### Your task:
I would like each line of the data that holds the word "crates" copied out.

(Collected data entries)
//! Common types and constants shared across the simulator.
//!
//! This module provides the building blocks used by every other component:
//! 1. **Constants:** Memory size, vector width, cache block sizes, and the run-mode loop guard.
//! 2. **Numeral Base:** The decimal/hexadecimal setting shared by the assembler and the driver.
//! 3. **Error Handling:** Engine faults and host-side error types.

/// Numeral base shared by parsing and rendering.
pub mod base;

/// Common constants used throughout the simulator.
pub mod constants;

/// Error types and engine fault definitions.
pub mod error;

pub use base::Base;
pub use constants::{MEMORY_SIZE, VECTOR_LANES};
pub use error::{ConfigError, Fault, IsaError, LoadError};
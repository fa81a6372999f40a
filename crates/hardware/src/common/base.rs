//! Numeral base setting.
//!
//! A single base governs how operand and data literals are parsed from source
//! text and how values are rendered back. The assembler and the driver must use
//! the same base within one assembly.

use std::fmt;
use std::str::FromStr;

use serde::{Deserialize, Serialize};

use super::constants::{DEC_HEADER, HEX_HEADER};

/// Radix used for literals in source text and for rendering values.
#[derive(Debug, Clone, Copy, PartialEq, Eq, Hash, Default, Serialize, Deserialize)]
#[serde(rename_all = "PascalCase")]
pub enum Base {
    /// Base 10 (plain digits).
    #[default]
    #[serde(alias = "DEC", alias = "dec")]
    Dec,
    /// Base 16 (uppercase digits when rendered).
    #[serde(alias = "HEX", alias = "hex")]
    Hex,
}

impl Base {
    /// Returns the numeric radix (10 or 16).
    pub const fn radix(self) -> u32 {
        match self {
            Self::Dec => 10,
            Self::Hex => 16,
        }
    }

    /// Returns the program-file header line that selects this base.
    pub const fn header(self) -> &'static str {
        match self {
            Self::Dec => DEC_HEADER,
            Self::Hex => HEX_HEADER,
        }
    }

    /// Recognizes a program-file header line (`#HEX` or `#DEC`).
    ///
    /// The line is trimmed and compared case-insensitively.
    pub fn from_header(line: &str) -> Option<Self> {
        let line = line.trim();
        if line.eq_ignore_ascii_case(HEX_HEADER) {
            Some(Self::Hex)
        } else if line.eq_ignore_ascii_case(DEC_HEADER) {
            Some(Self::Dec)
        } else {
            None
        }
    }
}

impl fmt::Display for Base {
    fn fmt(&self, f: &mut fmt::Formatter<'_>) -> fmt::Result {
        match self {
            Self::Dec => write!(f, "DEC"),
            Self::Hex => write!(f, "HEX"),
        }
    }
}

/// Error returned when a base name is not recognized.
#[derive(Debug, Clone, PartialEq, Eq, thiserror::Error)]
#[error("unknown numeral base '{0}' (expected dec, hex, 10 or 16)")]
pub struct ParseBaseError(pub String);

impl FromStr for Base {
    type Err = ParseBaseError;

    fn from_str(s: &str) -> Result<Self, Self::Err> {
        match s.trim().to_ascii_lowercase().as_str() {
            "dec" | "10" | "decimal" => Ok(Self::Dec),
            "hex" | "16" | "hexadecimal" => Ok(Self::Hex),
            _ => Err(ParseBaseError(s.to_string())),
        }
    }
}
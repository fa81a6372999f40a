use neander_core::Simulator;
use neander_core::common::Base;
use neander_core::config::Config;
use neander_core::core::cpu::execution::RunReport;
use neander_core::core::{Cpu, ExecState};
use tracing_subscriber::EnvFilter;

pub struct TestContext {
    pub sim: Simulator,
}

impl Default for TestContext {
    fn default() -> Self {
        Self::new()
    }
}

impl TestContext {
    pub fn new() -> Self {
        Self::with_config(&Config::default())
    }

    pub fn with_config(config: &Config) -> Self {
        let _ = tracing_subscriber::fmt()
            .with_env_filter(EnvFilter::from_default_env())
            .with_test_writer()
            .try_init();

        Self {
            sim: Simulator::new(config),
        }
    }

    /// Convenience accessor for the CPU.
    pub fn cpu(&self) -> &Cpu {
        &self.sim.cpu
    }

    /// Assemble newline-separated decimal source and reset.
    pub fn load(self, source: &str) -> Self {
        self.load_in(source, Base::Dec)
    }

    /// Assemble newline-separated source in `base` and reset.
    pub fn load_in(mut self, source: &str, base: Base) -> Self {
        let lines: Vec<&str> = source.lines().collect();
        let _ = self.sim.assemble(&lines, base);
        self.sim.reset();
        self
    }

    /// Preset a memory cell after assembly.
    pub fn poke(mut self, addr: u8, value: u8) -> Self {
        self.sim.poke(addr, value);
        self
    }

    pub fn run(&mut self) -> RunReport {
        self.sim.run()
    }

    pub fn step(&mut self) -> ExecState {
        self.sim.step()
    }

    /// Step `n` times, returning the last state.
    pub fn step_n(&mut self, n: usize) -> ExecState {
        let mut state = self.sim.state();
        for _ in 0..n {
            state = self.sim.step();
        }
        state
    }

    pub fn ac(&self) -> u8 {
        self.sim.cpu.regs.ac()
    }

    pub fn pc(&self) -> u16 {
        self.sim.cpu.regs.pc
    }

    pub fn vac(&self) -> [u8; 4] {
        self.sim.cpu.regs.vac
    }

    pub fn mem(&self, addr: u8) -> u8 {
        self.sim.cpu.memory.read(addr)
    }
}
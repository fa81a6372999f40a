use neander_core::common::MEMORY_SIZE;

/// Plain byte array: what every cached read must agree with.
#[derive(Debug, Clone)]
pub struct ReferenceMemory {
    cells: [u8; MEMORY_SIZE],
}

impl Default for ReferenceMemory {
    fn default() -> Self {
        Self {
            cells: [0; MEMORY_SIZE],
        }
    }
}

impl ReferenceMemory {
    pub fn read(&self, addr: u8) -> u8 {
        self.cells[usize::from(addr)]
    }

    pub fn write(&mut self, addr: u8, value: u8) {
        self.cells[usize::from(addr)] = value;
    }
}
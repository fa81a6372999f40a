//! Configuration system for the NeanderWeb-V simulator.
//!
//! This module defines the configuration structures used to parameterize
//! the simulator. It provides:
//! 1. **Defaults:** Baseline machine constants (cache block sizes, loop guard).
//! 2. **Structures:** Hierarchical config for general, execution, and cache settings.
//! 3. **Loading:** JSON parsing from strings or files, with validation.
//!
//! Every field is optional in JSON; omitted fields take the machine defaults,
//! so `Config::default()` describes the reference NeanderWeb-V machine.

use std::fs;
use std::path::Path;

use serde::Deserialize;

use crate::common::{Base, ConfigError, MEMORY_SIZE};

/// Default configuration constants for the simulator.
mod defaults {
    use crate::common::constants;

    /// Instruction cache block size in bytes.
    pub const ICACHE_BLOCK_BYTES: usize = constants::ICACHE_BLOCK_BYTES;

    /// Data cache block size in bytes.
    pub const DCACHE_BLOCK_BYTES: usize = constants::DCACHE_BLOCK_BYTES;

    /// Maximum number of steps a single run may execute.
    pub const LOOP_GUARD: u32 = constants::LOOP_GUARD;
}

/// Root configuration structure.
///
/// # Examples
///
/// ```
/// use neander_core::config::Config;
/// use neander_core::common::Base;
///
/// let json = r#"{
///     "general": { "trace_instructions": true, "base": "Hex" },
///     "execution": { "loop_guard": 500 },
///     "cache": { "dcache": { "block_bytes": 32 } }
/// }"#;
///
/// let config = Config::from_json(json).unwrap();
/// assert!(config.general.trace_instructions);
/// assert_eq!(config.general.base, Base::Hex);
/// assert_eq!(config.execution.loop_guard, 500);
/// assert_eq!(config.cache.icache.block_bytes, 8);
/// assert_eq!(config.cache.dcache.block_bytes, 32);
/// ```
#[derive(Debug, Clone, Default, PartialEq, Eq, Deserialize)]
pub struct Config {
    /// General simulation settings
    #[serde(default)]
    pub general: GeneralConfig,
    /// Run-mode settings
    #[serde(default)]
    pub execution: ExecutionConfig,
    /// Cache configuration
    #[serde(default)]
    pub cache: CacheHierarchyConfig,
}

impl Config {
    /// Parses and validates a JSON configuration document.
    ///
    /// # Errors
    ///
    /// Returns [`ConfigError::Parse`] for malformed JSON and a validation
    /// error for out-of-range values.
    pub fn from_json(json: &str) -> Result<Self, ConfigError> {
        let config: Self = serde_json::from_str(json)?;
        config.validate()?;
        Ok(config)
    }

    /// Reads, parses and validates a JSON configuration file.
    ///
    /// # Errors
    ///
    /// Returns [`ConfigError::Io`] when the file cannot be read, otherwise the
    /// same errors as [`Config::from_json`].
    pub fn from_file(path: impl AsRef<Path>) -> Result<Self, ConfigError> {
        let path = path.as_ref();
        let text = fs::read_to_string(path).map_err(|source| ConfigError::Io {
            path: path.to_path_buf(),
            source,
        })?;
        Self::from_json(&text)
    }

    /// Checks block sizes and the loop guard.
    ///
    /// # Errors
    ///
    /// Returns [`ConfigError::InvalidBlockSize`] when a block size is not a
    /// power of two in `1..=256`, and [`ConfigError::ZeroLoopGuard`] when the
    /// guard is zero.
    pub fn validate(&self) -> Result<(), ConfigError> {
        for (cache, size) in [
            ("icache", self.cache.icache.block_bytes),
            ("dcache", self.cache.dcache.block_bytes),
        ] {
            if !size.is_power_of_two() || size > MEMORY_SIZE {
                return Err(ConfigError::InvalidBlockSize { cache, size });
            }
        }
        if self.execution.loop_guard == 0 {
            return Err(ConfigError::ZeroLoopGuard);
        }
        Ok(())
    }
}

/// General simulation settings and options.
#[derive(Debug, Clone, Default, PartialEq, Eq, Deserialize)]
pub struct GeneralConfig {
    /// Record an in-memory execution trace of every executed instruction
    #[serde(default)]
    pub trace_instructions: bool,

    /// Numeral base used when a program file has no `#HEX`/`#DEC` header
    #[serde(default)]
    pub base: Base,
}

/// Run-mode settings.
#[derive(Debug, Clone, PartialEq, Eq, Deserialize)]
pub struct ExecutionConfig {
    /// Steps after which a run stops and reports an infinite loop
    #[serde(default = "ExecutionConfig::default_loop_guard")]
    pub loop_guard: u32,
}

impl ExecutionConfig {
    /// Returns the default loop guard.
    const fn default_loop_guard() -> u32 {
        defaults::LOOP_GUARD
    }
}

impl Default for ExecutionConfig {
    fn default() -> Self {
        Self {
            loop_guard: defaults::LOOP_GUARD,
        }
    }
}

/// Instruction and data cache configuration.
#[derive(Debug, Clone, PartialEq, Eq, Deserialize)]
pub struct CacheHierarchyConfig {
    /// Instruction cache
    #[serde(default = "CacheHierarchyConfig::default_icache")]
    pub icache: CacheConfig,
    /// Data cache
    #[serde(default = "CacheHierarchyConfig::default_dcache")]
    pub dcache: CacheConfig,
}

impl CacheHierarchyConfig {
    fn default_icache() -> CacheConfig {
        CacheConfig {
            block_bytes: defaults::ICACHE_BLOCK_BYTES,
        }
    }

    fn default_dcache() -> CacheConfig {
        CacheConfig {
            block_bytes: defaults::DCACHE_BLOCK_BYTES,
        }
    }
}

impl Default for CacheHierarchyConfig {
    fn default() -> Self {
        Self {
            icache: Self::default_icache(),
            dcache: Self::default_dcache(),
        }
    }
}

/// Configuration for one single-block cache.
#[derive(Debug, Clone, PartialEq, Eq, Deserialize)]
pub struct CacheConfig {
    /// Size of the resident block in bytes (power of two, at most 256)
    pub block_bytes: usize,
}
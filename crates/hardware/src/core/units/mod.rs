//! Functional units.
//!
//! Each memory access made by the engine goes through one of two
//! direct-mapped, single-block caches: instruction fetches through the
//! instruction cache and operand accesses through the data cache.

/// Single-block instruction and data caches.
pub mod cache;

### Result:
filename crates/hardware/src/common/base.rs
filename crates/hardware/src/core/units/mod.rs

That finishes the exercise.